Saved entries
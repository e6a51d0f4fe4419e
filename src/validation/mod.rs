// src/validation/mod.rs
//
// Submission validators
//
// RULES:
// - A validator reads the submission, never mutates it
// - A rejection is a FieldViolation, storage faults pass through untouched
// - Validators are invoked explicitly by the service handling the request

pub mod unique_course_name;

pub use unique_course_name::UniqueCourseNameValidator;

use thiserror::Error;

use crate::error::{AppError, FieldViolation};

/// Outcome of a failed validation
#[derive(Debug, Error)]
pub enum ValidationError {
    /// The submission broke the rule
    #[error(transparent)]
    Rejected(#[from] FieldViolation),

    /// The rule could not be evaluated
    #[error(transparent)]
    Storage(#[from] AppError),
}

impl ValidationError {
    /// The field-scoped rejection, if this is one
    pub fn violation(&self) -> Option<&FieldViolation> {
        match self {
            ValidationError::Rejected(violation) => Some(violation),
            ValidationError::Storage(_) => None,
        }
    }
}

impl From<ValidationError> for AppError {
    fn from(err: ValidationError) -> Self {
        match err {
            ValidationError::Rejected(violation) => AppError::Validation(violation),
            ValidationError::Storage(inner) => inner,
        }
    }
}

/// A single rule applied to a submission of type `T`
pub trait Validator<T: ?Sized>: Send + Sync {
    fn validate(&self, input: &T) -> Result<(), ValidationError>;
}
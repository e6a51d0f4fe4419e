use chrono::{DateTime, Utc};
use serde::{Deserialize, Serialize};
use uuid::Uuid;

use crate::domain::{DomainError, DomainResult};

/// A course offered by the catalog
/// Retired courses are never removed from storage, they become inactive
#[derive(Debug, Clone, PartialEq, Serialize, Deserialize)]
pub struct Course {
    /// Internal immutable identifier
    pub id: Uuid,

    /// Display name, unique among active courses
    pub name: String,

    pub category: CourseCategory,

    /// Soft-delete flag
    pub status: CourseStatus,

    /// Creation timestamp
    pub created_at: DateTime<Utc>,

    /// Last update timestamp
    pub updated_at: DateTime<Utc>,
}

/// Lifecycle status of a course
#[derive(Debug, Clone, Copy, PartialEq, Eq, Serialize, Deserialize)]
pub enum CourseStatus {
    Active,
    Inactive,
}

/// Course track
#[derive(Debug, Clone, Copy, PartialEq, Eq, Serialize, Deserialize)]
pub enum CourseCategory {
    #[serde(rename = "Front-end")]
    FrontEnd,
    #[serde(rename = "Back-end")]
    BackEnd,
}

impl Course {
    /// Create a new, active Course
    pub fn new(name: String, category: CourseCategory) -> Self {
        let now = Utc::now();
        Self {
            id: Uuid::new_v4(),
            name,
            category,
            status: CourseStatus::Active,
            created_at: now,
            updated_at: now,
        }
    }

    /// Replace the editable fields
    /// The creation timestamp is preserved
    pub fn update(&mut self, name: String, category: CourseCategory) {
        self.name = name;
        self.category = category;
        self.updated_at = Utc::now();
    }

    /// Soft delete
    pub fn deactivate(&mut self) {
        self.status = CourseStatus::Inactive;
        self.updated_at = Utc::now();
    }

    pub fn is_active(&self) -> bool {
        self.status == CourseStatus::Active
    }
}

impl std::fmt::Display for CourseStatus {
    fn fmt(&self, f: &mut std::fmt::Formatter<'_>) -> std::fmt::Result {
        match self {
            CourseStatus::Active => write!(f, "Active"),
            CourseStatus::Inactive => write!(f, "Inactive"),
        }
    }
}

impl std::str::FromStr for CourseStatus {
    type Err = DomainError;

    fn from_str(s: &str) -> DomainResult<Self> {
        match s {
            "Active" => Ok(CourseStatus::Active),
            "Inactive" => Ok(CourseStatus::Inactive),
            other => Err(DomainError::UnknownValue {
                kind: "course status",
                value: other.to_string(),
            }),
        }
    }
}

impl std::fmt::Display for CourseCategory {
    fn fmt(&self, f: &mut std::fmt::Formatter<'_>) -> std::fmt::Result {
        match self {
            CourseCategory::FrontEnd => write!(f, "Front-end"),
            CourseCategory::BackEnd => write!(f, "Back-end"),
        }
    }
}

impl std::str::FromStr for CourseCategory {
    type Err = DomainError;

    fn from_str(s: &str) -> DomainResult<Self> {
        match s {
            "Front-end" => Ok(CourseCategory::FrontEnd),
            "Back-end" => Ok(CourseCategory::BackEnd),
            other => Err(DomainError::UnknownValue {
                kind: "course category",
                value: other.to_string(),
            }),
        }
    }
}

**Required action:** Report every line of the entries that carries the word "DateTime".

**Answer space:**
use chrono::{DateTime, Utc};
    pub created_at: DateTime<Utc>,
    pub updated_at: DateTime<Utc>,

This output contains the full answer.